Given entries:
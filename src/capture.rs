use std::sync::atomic::{AtomicBool, Ordering};
use std::sync::{Arc, Mutex};

use anyhow::{anyhow, Context, Result};
use portaudio::stream::{
    Duplex, DuplexCallbackArgs, DuplexSettings, NonBlocking, Parameters, Stream,
};
use portaudio::{Continue, PortAudio};

use crate::ring::SampleRing;

/// Loopback plays the microphone back this far behind real time.
pub const LOOPBACK_DELAY_SECS: f64 = 2.0;

pub struct CaptureOptions {
    pub device: Option<String>,
    pub sample_rate: Option<f64>,
    pub period: u32,
}

/// One live capture stream: the callback feeds the shared sample ring and
/// drives the delayed loopback path. Dropping the stream stops capture, so
/// it is held for the life of the session.
pub struct Capture {
    #[allow(dead_code)]
    stream: Stream<NonBlocking, Duplex<f32, f32>>,
    pub samples: Arc<Mutex<SampleRing>>,
    loopback: Arc<AtomicBool>,
}

impl Capture {
    /// Set the loopback gain path to unity (true) or zero (false).
    pub fn set_gain(&self, on: bool) {
        self.loopback.store(on, Ordering::Relaxed);
    }
}

/// Fixed-length delay used for the audible feedback path.
pub struct DelayLine {
    buf: Vec<f32>,
    pos: usize,
}

impl DelayLine {
    pub fn new(len: usize) -> DelayLine {
        DelayLine {
            buf: vec![0.0; len.max(1)],
            pos: 0,
        }
    }

    pub fn feed(&mut self, samp: f32) -> f32 {
        let out = self.buf[self.pos];
        self.buf[self.pos] = samp;
        self.pos = (self.pos + 1) % self.buf.len();
        out
    }
}

/// Open and start the one capture stream of the process. The input side is
/// mono and unprocessed; the output side carries the delayed loopback.
pub fn open(pa: &PortAudio, opts: &CaptureOptions, window: usize) -> Result<Capture> {
    let input = match &opts.device {
        Some(name) => {
            pa.devices()
                .context("listing devices")?
                .filter_map(Result::ok)
                .find(|(_, info)| info.name == name.as_str())
                .map(|(idx, _)| idx)
                .ok_or_else(|| anyhow!("no capture device named {:?}", name))?
        }
        None => pa
            .default_input_device()
            .context("getting default input device")?,
    };
    let output = pa
        .default_output_device()
        .context("getting default output device")?;
    let info = pa.device_info(input).context("getting device info")?;

    let rate = opts.sample_rate.unwrap_or(info.default_sample_rate);
    let in_params = Parameters::<f32>::new(input, 1, true, 0.0);
    let out_params = Parameters::<f32>::new(output, 2, true, 0.0);
    let settings = DuplexSettings::new(in_params, out_params, rate, opts.period);
    log::info!(
        "capturing {:?} at {} Hz, period {}",
        info.name,
        rate,
        opts.period
    );

    let samples = Arc::new(Mutex::new(SampleRing::new(window)));
    let loopback = Arc::new(AtomicBool::new(false));
    let mut delay = DelayLine::new((LOOPBACK_DELAY_SECS * rate) as usize);

    let mut stream = pa
        .open_non_blocking_stream(settings, {
            let samples = samples.clone();
            let loopback = loopback.clone();
            move |DuplexCallbackArgs {
                      in_buffer,
                      out_buffer,
                      frames,
                      ..
                  }| {
                assert_eq!(in_buffer.len(), frames);
                samples.lock().unwrap().push(in_buffer);

                let live = loopback.load(Ordering::Relaxed);
                for (&samp, out) in in_buffer.iter().zip(out_buffer.chunks_mut(2)) {
                    let fed = delay.feed(samp);
                    let fed = if live { fed } else { 0.0 };
                    for chan in out {
                        *chan = fed;
                    }
                }
                Continue
            }
        })
        .context("opening capture stream")?;
    stream.start().context("starting capture stream")?;

    Ok(Capture {
        stream,
        samples,
        loopback,
    })
}
use std::sync::Arc;

use rustfft::num_complex::Complex;
use rustfft::{Fft, FftPlanner};

use crate::window::{Window, WindowFn};

/// Magnitudes below this map to byte 0, above MAX_DB to byte 255.
pub const MIN_DB: f32 = -100.0;
pub const MAX_DB: f32 = -30.0;

/// Windowed forward FFT producing byte magnitudes for the first half of the
/// spectrum. Owns every size-derived buffer so a window resize can swap them
/// all at once; nothing here may read a stale-sized buffer afterwards.
pub struct Analyzer {
    planner: FftPlanner<f32>,
    fft: Arc<dyn Fft<f32>>,
    scratch: Vec<Complex<f32>>,
    buf: Vec<Complex<f32>>,
    window: Box<dyn Window>,
    window_fn: WindowFn,
    smoothing: f32,
    smoothed: Vec<f32>,
    frame: Vec<u8>,
}

impl Analyzer {
    pub fn new(size: usize, window_fn: WindowFn, smoothing: f32) -> Analyzer {
        let mut planner = FftPlanner::new();
        let fft = planner.plan_fft_forward(size);
        let scratch = vec![Complex { re: 0.0, im: 0.0 }; fft.get_inplace_scratch_len()];
        Analyzer {
            planner,
            fft,
            scratch,
            buf: vec![Complex { re: 0.0, im: 0.0 }; size],
            window: window_fn(size),
            window_fn,
            smoothing,
            smoothed: vec![0.0; size / 2],
            frame: vec![0; size / 2],
        }
    }

    pub fn window_size(&self) -> usize {
        self.buf.len()
    }

    pub fn bin_count(&self) -> usize {
        self.window_size() / 2
    }

    /// Swap every buffer over to a new window size. No-op on equal size, so
    /// smoothing state survives redundant calls.
    pub fn set_window_size(&mut self, size: usize) {
        if size == self.window_size() {
            return;
        }
        self.fft = self.planner.plan_fft_forward(size);
        self.scratch
            .resize(self.fft.get_inplace_scratch_len(), Complex { re: 0.0, im: 0.0 });
        self.buf = vec![Complex { re: 0.0, im: 0.0 }; size];
        self.window = (self.window_fn)(size);
        self.smoothed = vec![0.0; size / 2];
        self.frame = vec![0; size / 2];
    }

    /// Analyze one full window of samples. The returned frame is overwritten
    /// on the next call; its length is the current bin count.
    pub fn process(&mut self, samples: &[f32]) -> &[u8] {
        debug_assert_eq!(samples.len(), self.window.size());

        for ((pt, &samp), &wv) in self
            .buf
            .iter_mut()
            .zip(samples)
            .zip(self.window.shape())
        {
            *pt = Complex { re: samp * wv, im: 0.0 };
        }
        self.fft.process_with_scratch(&mut self.buf, &mut self.scratch);

        // Real input, so only the first half of the spectrum is useful
        let norm = 1.0 / self.window_size() as f32;
        let tau = self.smoothing;
        for (i, slot) in self.frame.iter_mut().enumerate() {
            let mag = self.buf[i].norm() * norm;
            let smoothed = tau * self.smoothed[i] + (1.0 - tau) * mag;
            self.smoothed[i] = smoothed;
            *slot = byte_from_db(20.0 * smoothed.max(f32::MIN_POSITIVE).log10());
        }
        &self.frame
    }
}

fn byte_from_db(db: f32) -> u8 {
    let unit = (db - MIN_DB) / (MAX_DB - MIN_DB);
    (unit.clamp(0.0, 1.0) * 255.0) as u8
}

#[cfg(test)]
mod tests {
    use super::*;
    use crate::window;
    use std::f32::consts::PI;

    fn tone(size: usize, bin: usize) -> Vec<f32> {
        (0..size)
            .map(|i| (2.0 * PI * bin as f32 * i as f32 / size as f32).sin())
            .collect()
    }

    #[test]
    fn silence_maps_to_zero_everywhere() {
        let mut an = Analyzer::new(1024, window::new_blackman, 0.0);
        let frame = an.process(&vec![0.0; 1024]);
        assert_eq!(frame.len(), 512);
        assert!(frame.iter().all(|&m| m == 0));
    }

    #[test]
    fn tone_peaks_at_its_own_bin() {
        let mut an = Analyzer::new(1024, window::new_blackman, 0.0);
        let frame = an.process(&tone(1024, 32));
        assert_eq!(frame[32], 255);
        // Blackman confines an exact-bin tone to a few neighbors
        assert_eq!(frame[64], 0);
        assert_eq!(frame[400], 0);
    }

    #[test]
    fn resize_changes_the_bin_count() {
        let mut an = Analyzer::new(1024, window::new_blackman, 0.0);
        an.set_window_size(4096);
        assert_eq!(an.window_size(), 4096);
        assert_eq!(an.bin_count(), 2048);
        let frame = an.process(&vec![0.0; 4096]);
        assert_eq!(frame.len(), 2048);
    }

    #[test]
    fn same_size_resize_preserves_smoothing_state() {
        let mut an = Analyzer::new(1024, window::new_blackman, 0.9);
        an.process(&tone(1024, 32));
        an.set_window_size(1024);
        let frame = an.process(&vec![0.0; 1024]);
        assert!(frame[32] > 0, "state was dropped by a no-op resize");
    }

    #[test]
    fn real_resize_discards_smoothing_state() {
        let mut an = Analyzer::new(1024, window::new_blackman, 0.9);
        an.process(&tone(1024, 32));
        an.set_window_size(2048);
        let frame = an.process(&vec![0.0; 2048]);
        assert!(frame.iter().all(|&m| m == 0));
    }
}
pub mod waterfall;

use crate::heatmap::Rgba;

/// Per-tick input to a view. `column` is None while the spectrum source is
/// not ready; views still service resizes and present in that state.
pub struct Info<'i> {
    pub column: Option<&'i [Rgba]>,
}

pub trait View {
    fn render(&mut self, info: &Info);
    fn requested_height(&self) -> u32 {
        0
    }
}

Work required: Going through the data above, count the lines where the string "WindowFn" appears, and answer with only that number.

Solution to this task: 3